_Dataset records_

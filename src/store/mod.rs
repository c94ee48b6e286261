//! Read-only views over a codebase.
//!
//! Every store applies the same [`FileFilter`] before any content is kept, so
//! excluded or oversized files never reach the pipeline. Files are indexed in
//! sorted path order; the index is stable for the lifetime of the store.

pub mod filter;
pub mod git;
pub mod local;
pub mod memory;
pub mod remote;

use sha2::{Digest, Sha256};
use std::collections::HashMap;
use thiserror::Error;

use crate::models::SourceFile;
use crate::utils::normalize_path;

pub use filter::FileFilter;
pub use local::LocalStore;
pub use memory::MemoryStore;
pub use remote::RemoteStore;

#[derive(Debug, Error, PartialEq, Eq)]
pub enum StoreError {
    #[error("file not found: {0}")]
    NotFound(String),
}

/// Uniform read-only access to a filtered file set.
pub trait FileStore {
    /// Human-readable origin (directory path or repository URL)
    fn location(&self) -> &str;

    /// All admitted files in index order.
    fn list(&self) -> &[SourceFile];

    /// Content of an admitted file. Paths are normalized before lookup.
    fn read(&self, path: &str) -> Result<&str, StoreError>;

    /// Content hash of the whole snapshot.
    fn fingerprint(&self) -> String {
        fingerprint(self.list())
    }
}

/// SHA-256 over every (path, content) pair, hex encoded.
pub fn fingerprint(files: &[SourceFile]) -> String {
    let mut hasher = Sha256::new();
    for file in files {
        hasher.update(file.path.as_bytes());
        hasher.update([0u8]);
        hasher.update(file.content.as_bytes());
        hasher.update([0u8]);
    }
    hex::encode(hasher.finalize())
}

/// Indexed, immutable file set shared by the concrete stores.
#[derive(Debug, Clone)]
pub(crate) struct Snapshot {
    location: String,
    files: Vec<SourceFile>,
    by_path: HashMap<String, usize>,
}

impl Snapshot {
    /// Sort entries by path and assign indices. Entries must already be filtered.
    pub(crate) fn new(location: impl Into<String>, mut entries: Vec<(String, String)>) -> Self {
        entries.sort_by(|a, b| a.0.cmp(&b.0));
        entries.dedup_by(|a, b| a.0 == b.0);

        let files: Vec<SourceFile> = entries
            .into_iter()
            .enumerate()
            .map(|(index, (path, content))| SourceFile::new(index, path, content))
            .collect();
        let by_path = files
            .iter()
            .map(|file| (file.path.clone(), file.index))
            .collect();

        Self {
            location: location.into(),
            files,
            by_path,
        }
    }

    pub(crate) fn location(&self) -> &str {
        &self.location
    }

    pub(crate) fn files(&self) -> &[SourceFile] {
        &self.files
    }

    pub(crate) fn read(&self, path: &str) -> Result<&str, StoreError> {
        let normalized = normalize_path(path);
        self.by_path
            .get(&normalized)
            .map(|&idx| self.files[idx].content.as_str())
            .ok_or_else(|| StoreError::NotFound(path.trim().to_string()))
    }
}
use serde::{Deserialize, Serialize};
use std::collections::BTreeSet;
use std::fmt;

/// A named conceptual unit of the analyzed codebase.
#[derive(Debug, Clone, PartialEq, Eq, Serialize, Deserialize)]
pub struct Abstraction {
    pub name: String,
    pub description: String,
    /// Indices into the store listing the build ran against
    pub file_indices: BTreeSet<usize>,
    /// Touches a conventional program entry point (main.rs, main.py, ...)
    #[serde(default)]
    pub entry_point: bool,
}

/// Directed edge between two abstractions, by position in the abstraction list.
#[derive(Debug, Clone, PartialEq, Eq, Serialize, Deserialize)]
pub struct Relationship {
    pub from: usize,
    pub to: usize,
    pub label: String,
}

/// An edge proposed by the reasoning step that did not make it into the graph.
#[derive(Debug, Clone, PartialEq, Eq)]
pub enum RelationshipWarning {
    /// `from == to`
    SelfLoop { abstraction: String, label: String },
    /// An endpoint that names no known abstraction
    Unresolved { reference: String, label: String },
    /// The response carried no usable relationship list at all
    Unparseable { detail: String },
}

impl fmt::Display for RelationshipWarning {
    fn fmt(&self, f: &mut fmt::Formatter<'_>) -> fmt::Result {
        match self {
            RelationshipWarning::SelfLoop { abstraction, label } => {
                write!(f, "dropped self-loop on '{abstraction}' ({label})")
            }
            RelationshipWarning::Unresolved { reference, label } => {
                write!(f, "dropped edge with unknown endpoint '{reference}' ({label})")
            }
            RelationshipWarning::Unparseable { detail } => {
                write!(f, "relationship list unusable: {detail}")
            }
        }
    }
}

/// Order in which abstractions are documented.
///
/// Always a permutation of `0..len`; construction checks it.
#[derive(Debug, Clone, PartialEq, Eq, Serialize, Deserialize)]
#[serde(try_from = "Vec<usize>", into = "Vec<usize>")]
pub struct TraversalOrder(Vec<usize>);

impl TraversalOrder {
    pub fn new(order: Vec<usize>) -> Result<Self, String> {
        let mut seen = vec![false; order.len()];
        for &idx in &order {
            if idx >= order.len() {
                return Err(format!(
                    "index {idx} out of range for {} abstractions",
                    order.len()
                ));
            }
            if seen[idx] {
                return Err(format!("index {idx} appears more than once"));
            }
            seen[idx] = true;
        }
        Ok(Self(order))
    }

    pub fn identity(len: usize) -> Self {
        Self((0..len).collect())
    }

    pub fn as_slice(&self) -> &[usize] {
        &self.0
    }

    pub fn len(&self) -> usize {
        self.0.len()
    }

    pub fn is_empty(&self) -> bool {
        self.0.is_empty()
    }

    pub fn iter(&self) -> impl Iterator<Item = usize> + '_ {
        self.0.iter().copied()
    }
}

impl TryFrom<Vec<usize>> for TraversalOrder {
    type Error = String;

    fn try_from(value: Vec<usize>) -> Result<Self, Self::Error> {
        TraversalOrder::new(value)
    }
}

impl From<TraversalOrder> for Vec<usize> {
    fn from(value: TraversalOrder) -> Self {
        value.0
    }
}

_Exercise prompt_
Gather all lines with the string "fingerprint" from the data.

_Solution for this problem_
    fn fingerprint(&self) -> String {
        fingerprint(self.list())
pub fn fingerprint(files: &[SourceFile]) -> String {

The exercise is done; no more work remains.